§ What you should do: Return exactly and only these lines: the first of the listing through the one containing "wire format needs.".

..............................

use serde::{Deserialize, Serialize};

// ---------------------------------------------------------------------------
// RolePreset
// ---------------------------------------------------------------------------

/// Tagged role presets for generation calls.
///
/// Each preset carries the system-level framing for one kind of call. The
/// engine selects a preset per operation; adapters render it into whatever
/// their wire format needs.
#[derive(Debug, Clone, Copy, PartialEq, Eq, Hash, Serialize, Deserialize)]
#[serde(rename_all = "snake_case")]
pub enum RolePreset {
    StoryArchitect,
    EntityExtractor,
    CharacterDesigner,
    LocationDesigner,
    ItemCataloger,
    OutlineArchitect,
    SceneWriter,
    ContinuityEditor,
    StyleEditor,
}

impl RolePreset {
    /// System framing sent ahead of the instructions.
    pub fn system_context(&self) -> &'static str {
        match self {
            RolePreset::StoryArchitect => {
                "You are a story architect. You design complete narrative arcs \
                 with clear act structure, stakes, and thematic throughlines."
            }
            RolePreset::EntityExtractor => {
                "You are a story analyst. You read narrative material and list \
                 every character, location, and significant item it implies, \
                 in the exact structured format requested."
            }
            RolePreset::CharacterDesigner => {
                "You are a character designer. You produce deep, internally \
                 consistent character profiles: name, personality, background, \
                 voice, and relationships."
            }
            RolePreset::LocationDesigner => {
                "You are a setting designer. You produce rich location \
                 profiles: description, atmosphere, sensory detail, and \
                 narrative significance."
            }
            RolePreset::ItemCataloger => {
                "You are a props and artifacts cataloger. You document \
                 significant items: appearance, history, ownership, and role \
                 in the story."
            }
            RolePreset::OutlineArchitect => {
                "You are a plot architect. You turn a story arc into ordered \
                 chapter outlines with scene-level goal, conflict, and outcome."
            }
            RolePreset::SceneWriter => {
                "You are a prose writer. You write full scenes of \
                 publication-quality narrative prose, never summaries."
            }
            RolePreset::ContinuityEditor => {
                "You are a continuity editor. You critique a chapter for \
                 pacing, coherence, and consistency, focusing on big-picture \
                 issues rather than line edits."
            }
            RolePreset::StyleEditor => {
                "You are a style editor. You revise prose to implement \
                 editorial feedback while preserving plot and voice."
            }
        }
    }

    /// Short operation label used in logs and call accounting.
    pub fn label(&self) -> &'static str {
        match self {
            RolePreset::StoryArchitect => "story_architect",
            RolePreset::EntityExtractor => "entity_extractor",
            RolePreset::CharacterDesigner => "character_designer",
            RolePreset::LocationDesigner => "location_designer",
            RolePreset::ItemCataloger => "item_cataloger",
            RolePreset::OutlineArchitect => "outline_architect",
            RolePreset::SceneWriter => "scene_writer",
            RolePreset::ContinuityEditor => "continuity_editor",
            RolePreset::StyleEditor => "style_editor",
        }
    }
}

// ---------------------------------------------------------------------------
// GenerationSpec
// ---------------------------------------------------------------------------

/// Abstract request handed to a [`crate::GenerationService`].
///
/// The spec carries only role context, instructions, prior artifacts, and a
/// target length — never model-specific payloads.
#[derive(Debug, Clone, Serialize, Deserialize)]
pub struct GenerationSpec {
    pub role: RolePreset,
    pub instructions: String,
    /// Prior artifacts (story arc, earlier entities, previous scene text)
    /// supplied as continuity context, in order.
    #[serde(default)]
    pub context: Vec<String>,
    /// Desired output size in words, when the operation has one.
    pub target_words: Option<usize>,
    /// Hard cap on the response size.
    pub max_output_tokens: u32,
}

impl GenerationSpec {
    pub fn new(role: RolePreset, instructions: impl Into<String>) -> Self {
        Self {
            role,
            instructions: instructions.into(),
            context: Vec::new(),
            target_words: None,
            max_output_tokens: 8192,
        }
    }

    pub fn with_context(mut self, artifact: impl Into<String>) -> Self {
        self.context.push(artifact.into());
        self
    }

    pub fn with_target_words(mut self, words: usize) -> Self {
        self.target_words = Some(words);
        self
    }

    pub fn with_max_output_tokens(mut self, tokens: u32) -> Self {
        self.max_output_tokens = tokens;
        self
    }
}

// ---------------------------------------------------------------------------
// Generated / Usage
// ---------------------------------------------------------------------------

#[derive(Debug, Clone, Default, Serialize, Deserialize)]
pub struct Usage {
    pub input_tokens: u64,
    pub output_tokens: u64,
}

/// Response from a generation call.
#[derive(Debug, Clone, Serialize, Deserialize)]
pub struct Generated {
    pub text: String,
    /// Name of the provider that produced the text.
    pub provider: String,
    pub model: String,
    #[serde(default)]
    pub usage: Usage,
}

impl Generated {
    /// Construct a response with no usage accounting (test doubles).
    pub fn text_only(text: impl Into<String>, provider: impl Into<String>) -> Self {
        Self {
            text: text.into(),
            provider: provider.into(),
            model: String::new(),
            usage: Usage::default(),
        }
    }
}

#[cfg(test)]
mod tests {
    use super::*;

    #[test]
    fn role_preset_serializes_to_snake_case() {
        assert_eq!(
            serde_json::to_string(&RolePreset::SceneWriter).unwrap(),
            "\"scene_writer\""
        );
        let role: RolePreset = serde_json::from_str("\"continuity_editor\"").unwrap();
        assert_eq!(role, RolePreset::ContinuityEditor);
    }

    #[test]
    fn every_preset_has_nonempty_context_and_label() {
        let presets = [
            RolePreset::StoryArchitect,
            RolePreset::EntityExtractor,
            RolePreset::CharacterDesigner,
            RolePreset::LocationDesigner,
            RolePreset::ItemCataloger,
            RolePreset::OutlineArchitect,
            RolePreset::SceneWriter,
            RolePreset::ContinuityEditor,
            RolePreset::StyleEditor,
        ];
        for preset in presets {
            assert!(!preset.system_context().is_empty());
            assert!(!preset.label().is_empty());
        }
    }

    #[test]
    fn spec_builder_chains() {
        let spec = GenerationSpec::new(RolePreset::SceneWriter, "Write scene 2")
            .with_context("STORY ARC: ...")
            .with_context("PREVIOUS SCENE: ...")
            .with_target_words(1500)
            .with_max_output_tokens(4096);

        assert_eq!(spec.role, RolePreset::SceneWriter);
        assert_eq!(spec.context.len(), 2);
        assert_eq!(spec.target_words, Some(1500));
        assert_eq!(spec.max_output_tokens, 4096);
    }

    #[test]
    fn spec_round_trip() {
        let spec = GenerationSpec::new(RolePreset::StoryArchitect, "Design the arc")
            .with_target_words(2000);
        let json = serde_json::to_string(&spec).unwrap();
        let back: GenerationSpec = serde_json::from_str(&json).unwrap();
        assert_eq!(back.role, RolePreset::StoryArchitect);
        assert_eq!(back.instructions, "Design the arc");
        assert_eq!(back.target_words, Some(2000));
    }

    #[test]
    fn generated_text_only_has_empty_usage() {
        let gen = Generated::text_only("hello", "scripted");
        assert_eq!(gen.text, "hello");
        assert_eq!(gen.provider, "scripted");
        assert_eq!(gen.usage.input_tokens, 0);
        assert_eq!(gen.usage.output_tokens, 0);
    }
}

..............................

§ Output:
use serde::{Deserialize, Serialize};

// ---------------------------------------------------------------------------
// RolePreset
// ---------------------------------------------------------------------------

/// Tagged role presets for generation calls.
///
/// Each preset carries the system-level framing for one kind of call. The
/// engine selects a preset per operation; adapters render it into whatever
/// their wire format needs.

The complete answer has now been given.